- Task instructions -
The task here is to set down every line of the listing exactly.
[[ Recorded information open ]]
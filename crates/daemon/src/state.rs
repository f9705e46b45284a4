use std::fs;
use std::net::{IpAddr, Ipv4Addr, SocketAddr};
use std::path::{Path, PathBuf};
use std::str::FromStr;
use std::time::Duration;

use serde::{Deserialize, Serialize};

pub const APP_NAME: &str = "boltview";

/// Operator configuration, read from an optional TOML file.
/// Command line flags take precedence over anything set here.
#[derive(Debug, Clone, PartialEq, Serialize, Deserialize)]
pub struct AppConfig {
    /// Port for the HTTP server
    #[serde(default = "default_port")]
    pub port: u16,
    /// Address to bind the HTTP server to
    #[serde(default = "default_host")]
    pub host: IpAddr,
    /// Path to the store file
    #[serde(default = "default_db_path")]
    pub db_path: PathBuf,
    /// How long to wait for the store's file lock at startup
    #[serde(default = "default_open_timeout_secs")]
    pub open_timeout_secs: u64,
    /// Default log level (RUST_LOG still overrides)
    #[serde(default = "default_log_level")]
    pub log_level: String,
    /// Directory for log files (logs to stdout only if not set)
    #[serde(default)]
    pub log_dir: Option<PathBuf>,
}

fn default_port() -> u16 {
    9092
}

fn default_host() -> IpAddr {
    IpAddr::V4(Ipv4Addr::LOCALHOST)
}

fn default_db_path() -> PathBuf {
    PathBuf::from("my.db")
}

fn default_open_timeout_secs() -> u64 {
    5
}

fn default_log_level() -> String {
    "info".to_string()
}

impl Default for AppConfig {
    fn default() -> Self {
        Self {
            port: default_port(),
            host: default_host(),
            db_path: default_db_path(),
            open_timeout_secs: default_open_timeout_secs(),
            log_level: default_log_level(),
            log_dir: None,
        }
    }
}

impl AppConfig {
    /// Load configuration from `config_path`, or fall back to defaults when
    /// no path is given. A path that is given but missing is an error.
    pub fn load(config_path: Option<&Path>) -> Result<Self, StateError> {
        let Some(path) = config_path else {
            return Ok(Self::default());
        };

        if !path.exists() {
            return Err(StateError::MissingFile(path.to_path_buf()));
        }

        let config_toml = fs::read_to_string(path)?;
        let config: AppConfig = toml::from_str(&config_toml)?;
        // surface a bad level at load time rather than at startup
        config.tracing_level()?;
        Ok(config)
    }

    pub fn listen_addr(&self) -> SocketAddr {
        SocketAddr::new(self.host, self.port)
    }

    pub fn open_timeout(&self) -> Duration {
        Duration::from_secs(self.open_timeout_secs)
    }

    pub fn tracing_level(&self) -> Result<tracing::Level, StateError> {
        tracing::Level::from_str(&self.log_level)
            .map_err(|_| StateError::InvalidLogLevel(self.log_level.clone()))
    }
}

#[derive(Debug, thiserror::Error)]
pub enum StateError {
    #[error("missing config file: {0}")]
    MissingFile(PathBuf),

    #[error("invalid log level: {0}")]
    InvalidLogLevel(String),

    #[error("IO error: {0}")]
    Io(#[from] std::io::Error),

    #[error("TOML deserialization error: {0}")]
    TomlDe(#[from] toml::de::Error),
}
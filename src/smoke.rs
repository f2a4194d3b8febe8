use anyhow::{Context, Result};
use log::{debug, info};
use std::time::Duration;

use crate::cli::SmokeArgs;
use crate::client::{ChatClient, ClientConfig, Message, RequestParams, normalize_api_url};

pub const SMOKE_PROMPT: &str = "Say hello in one short sentence.";
const SMOKE_TEMPERATURE: f64 = 0.2;
const SMOKE_MAX_TOKENS: u32 = 128;

/// One server to check.
#[derive(Debug, Clone)]
pub struct SmokeTarget {
    /// Printed before the reply, e.g. `BASE`
    pub label: &'static str,
    pub url: String,
    pub model: Option<String>,
}

#[derive(Debug, Clone, Copy)]
pub struct SmokeTimings {
    /// Overall readiness budget per target
    pub ready_timeout: Duration,
    pub retry_interval: Duration,
    pub probe_timeout: Duration,
    pub request_timeout: Duration,
}

impl SmokeTimings {
    pub fn with_ready_timeout(ready_timeout: Duration) -> Self {
        Self {
            ready_timeout,
            retry_interval: Duration::from_secs(2),
            probe_timeout: Duration::from_secs(5),
            request_timeout: Duration::from_secs(30),
        }
    }
}

/// Targets selected by `--mode`, base first.
pub fn targets(args: &SmokeArgs) -> Vec<SmokeTarget> {
    let mut targets = Vec::with_capacity(2);
    if args.mode.includes_base() {
        targets.push(SmokeTarget {
            label: "BASE",
            url: args.base_url(),
            model: args.model.clone(),
        });
    }
    if args.mode.includes_ft() {
        targets.push(SmokeTarget {
            label: "FT",
            url: args.ft_url(),
            model: args.ft_model().map(str::to_string),
        });
    }
    targets
}

/// Waits for `target`, sends the greeting prompt and returns the reply.
pub async fn check_target(
    client: &ChatClient,
    target: &SmokeTarget,
    timings: SmokeTimings,
) -> Result<String> {
    let api_url = normalize_api_url(&target.url);

    client
        .check_server_ready(
            &api_url,
            timings.ready_timeout,
            timings.retry_interval,
            timings.probe_timeout,
        )
        .await?;

    let model = client
        .resolve_model(&api_url, target.model.as_deref(), timings.probe_timeout)
        .await
        .with_context(|| format!("Failed to resolve model for {}", api_url))?;
    debug!("{} using model {}", target.label, model);

    let outcome = client
        .send(&RequestParams {
            endpoint_url: api_url.clone(),
            model,
            messages: vec![Message {
                role: "user".to_string(),
                content: SMOKE_PROMPT.to_string(),
            }],
            temperature: SMOKE_TEMPERATURE,
            max_tokens: SMOKE_MAX_TOKENS,
            timeout: timings.request_timeout,
        })
        .await;

    if let Some(error) = outcome.error {
        anyhow::bail!("{} request to {} failed: {}", target.label, api_url, error);
    }

    info!("{} answered in {:.0}ms", target.label, outcome.latency_ms);
    Ok(outcome.text.unwrap_or_default())
}

/// Checks every target in order, printing `LABEL: reply` for each.
///
/// Stops at the first failing target.
pub async fn run_smoke(targets: &[SmokeTarget], timings: SmokeTimings) -> Result<()> {
    let client = ChatClient::new(ClientConfig::default())?;

    for target in targets {
        let text = check_target(&client, target, timings).await?;
        println!("{}: {}", target.label, text);
    }

    Ok(())
}
pub mod benchmark;
pub mod cli;
pub mod client;
pub mod compare;
pub mod config;
pub mod dispatcher;
pub mod extract;
pub mod metrics;
pub mod prompt;
pub mod report;
pub mod smoke;
pub mod stats;

#[cfg(test)]
mod testing;

pub use benchmark::{BenchmarkConfig, BenchmarkRunner};
pub use cli::Cli;
pub use client::{ChatClient, ClientConfig, ClientError, Message, RequestOutcome, RequestParams};
pub use compare::{ComparisonConfig, ComparisonRecord, ComparisonRunner, ComparisonWriter};
pub use config::Config;
pub use dispatcher::ConcurrentDispatcher;
pub use extract::extract_text;
pub use metrics::{ErrorKind, Metrics};
pub use prompt::{Prompt, PromptError, load_prompts};
pub use report::BenchmarkSummary;
pub use stats::percentile;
[[ Recorded information closed ]]
- Output for this task -
filename crates/daemon/src/state.rs
repository f9705e46b45284a4
use std::fs;
use std::net::{IpAddr, Ipv4Addr, SocketAddr};
use std::path::{Path, PathBuf};
use std::str::FromStr;
use std::time::Duration;

use serde::{Deserialize, Serialize};

pub const APP_NAME: &str = "boltview";

/// Operator configuration, read from an optional TOML file.
/// Command line flags take precedence over anything set here.
#[derive(Debug, Clone, PartialEq, Serialize, Deserialize)]
pub struct AppConfig {
    /// Port for the HTTP server
    #[serde(default = "default_port")]
    pub port: u16,
    /// Address to bind the HTTP server to
    #[serde(default = "default_host")]
    pub host: IpAddr,
    /// Path to the store file
    #[serde(default = "default_db_path")]
    pub db_path: PathBuf,
    /// How long to wait for the store's file lock at startup
    #[serde(default = "default_open_timeout_secs")]
    pub open_timeout_secs: u64,
    /// Default log level (RUST_LOG still overrides)
    #[serde(default = "default_log_level")]
    pub log_level: String,
    /// Directory for log files (logs to stdout only if not set)
    #[serde(default)]
    pub log_dir: Option<PathBuf>,
}

fn default_port() -> u16 {
    9092
}

fn default_host() -> IpAddr {
    IpAddr::V4(Ipv4Addr::LOCALHOST)
}

fn default_db_path() -> PathBuf {
    PathBuf::from("my.db")
}

fn default_open_timeout_secs() -> u64 {
    5
}

fn default_log_level() -> String {
    "info".to_string()
}

impl Default for AppConfig {
    fn default() -> Self {
        Self {
            port: default_port(),
            host: default_host(),
            db_path: default_db_path(),
            open_timeout_secs: default_open_timeout_secs(),
            log_level: default_log_level(),
            log_dir: None,
        }
    }
}

impl AppConfig {
    /// Load configuration from `config_path`, or fall back to defaults when
    /// no path is given. A path that is given but missing is an error.
    pub fn load(config_path: Option<&Path>) -> Result<Self, StateError> {
        let Some(path) = config_path else {
            return Ok(Self::default());
        };

        if !path.exists() {
            return Err(StateError::MissingFile(path.to_path_buf()));
        }

        let config_toml = fs::read_to_string(path)?;
        let config: AppConfig = toml::from_str(&config_toml)?;
        // surface a bad level at load time rather than at startup
        config.tracing_level()?;
        Ok(config)
    }

    pub fn listen_addr(&self) -> SocketAddr {
        SocketAddr::new(self.host, self.port)
    }

    pub fn open_timeout(&self) -> Duration {
        Duration::from_secs(self.open_timeout_secs)
    }

    pub fn tracing_level(&self) -> Result<tracing::Level, StateError> {
        tracing::Level::from_str(&self.log_level)
            .map_err(|_| StateError::InvalidLogLevel(self.log_level.clone()))
    }
}

#[derive(Debug, thiserror::Error)]
pub enum StateError {
    #[error("missing config file: {0}")]
    MissingFile(PathBuf),

    #[error("invalid log level: {0}")]
    InvalidLogLevel(String),

    #[error("IO error: {0}")]
    Io(#[from] std::io::Error),

    #[error("TOML deserialization error: {0}")]
    TomlDe(#[from] toml::de::Error),
}
filename src/smoke.rs
repository f2a4194d3b8febe8
use anyhow::{Context, Result};
use log::{debug, info};
use std::time::Duration;

use crate::cli::SmokeArgs;
use crate::client::{ChatClient, ClientConfig, Message, RequestParams, normalize_api_url};

pub const SMOKE_PROMPT: &str = "Say hello in one short sentence.";
const SMOKE_TEMPERATURE: f64 = 0.2;
const SMOKE_MAX_TOKENS: u32 = 128;

/// One server to check.
#[derive(Debug, Clone)]
pub struct SmokeTarget {
    /// Printed before the reply, e.g. `BASE`
    pub label: &'static str,
    pub url: String,
    pub model: Option<String>,
}

#[derive(Debug, Clone, Copy)]
pub struct SmokeTimings {
    /// Overall readiness budget per target
    pub ready_timeout: Duration,
    pub retry_interval: Duration,
    pub probe_timeout: Duration,
    pub request_timeout: Duration,
}

impl SmokeTimings {
    pub fn with_ready_timeout(ready_timeout: Duration) -> Self {
        Self {
            ready_timeout,
            retry_interval: Duration::from_secs(2),
            probe_timeout: Duration::from_secs(5),
            request_timeout: Duration::from_secs(30),
        }
    }
}

/// Targets selected by `--mode`, base first.
pub fn targets(args: &SmokeArgs) -> Vec<SmokeTarget> {
    let mut targets = Vec::with_capacity(2);
    if args.mode.includes_base() {
        targets.push(SmokeTarget {
            label: "BASE",
            url: args.base_url(),
            model: args.model.clone(),
        });
    }
    if args.mode.includes_ft() {
        targets.push(SmokeTarget {
            label: "FT",
            url: args.ft_url(),
            model: args.ft_model().map(str::to_string),
        });
    }
    targets
}

/// Waits for `target`, sends the greeting prompt and returns the reply.
pub async fn check_target(
    client: &ChatClient,
    target: &SmokeTarget,
    timings: SmokeTimings,
) -> Result<String> {
    let api_url = normalize_api_url(&target.url);

    client
        .check_server_ready(
            &api_url,
            timings.ready_timeout,
            timings.retry_interval,
            timings.probe_timeout,
        )
        .await?;

    let model = client
        .resolve_model(&api_url, target.model.as_deref(), timings.probe_timeout)
        .await
        .with_context(|| format!("Failed to resolve model for {}", api_url))?;
    debug!("{} using model {}", target.label, model);

    let outcome = client
        .send(&RequestParams {
            endpoint_url: api_url.clone(),
            model,
            messages: vec![Message {
                role: "user".to_string(),
                content: SMOKE_PROMPT.to_string(),
            }],
            temperature: SMOKE_TEMPERATURE,
            max_tokens: SMOKE_MAX_TOKENS,
            timeout: timings.request_timeout,
        })
        .await;

    if let Some(error) = outcome.error {
        anyhow::bail!("{} request to {} failed: {}", target.label, api_url, error);
    }

    info!("{} answered in {:.0}ms", target.label, outcome.latency_ms);
    Ok(outcome.text.unwrap_or_default())
}

/// Checks every target in order, printing `LABEL: reply` for each.
///
/// Stops at the first failing target.
pub async fn run_smoke(targets: &[SmokeTarget], timings: SmokeTimings) -> Result<()> {
    let client = ChatClient::new(ClientConfig::default())?;

    for target in targets {
        let text = check_target(&client, target, timings).await?;
        println!("{}: {}", target.label, text);
    }

    Ok(())
}
pub mod benchmark;
pub mod cli;
pub mod client;
pub mod compare;
pub mod config;
pub mod dispatcher;
pub mod extract;
pub mod metrics;
pub mod prompt;
pub mod report;
pub mod smoke;
pub mod stats;

#[cfg(test)]
mod testing;

pub use benchmark::{BenchmarkConfig, BenchmarkRunner};
pub use cli::Cli;
pub use client::{ChatClient, ClientConfig, ClientError, Message, RequestOutcome, RequestParams};
pub use compare::{ComparisonConfig, ComparisonRecord, ComparisonRunner, ComparisonWriter};
pub use config::Config;
pub use dispatcher::ConcurrentDispatcher;
pub use extract::extract_text;
pub use metrics::{ErrorKind, Metrics};
pub use prompt::{Prompt, PromptError, load_prompts};
pub use report::BenchmarkSummary;
pub use stats::percentile;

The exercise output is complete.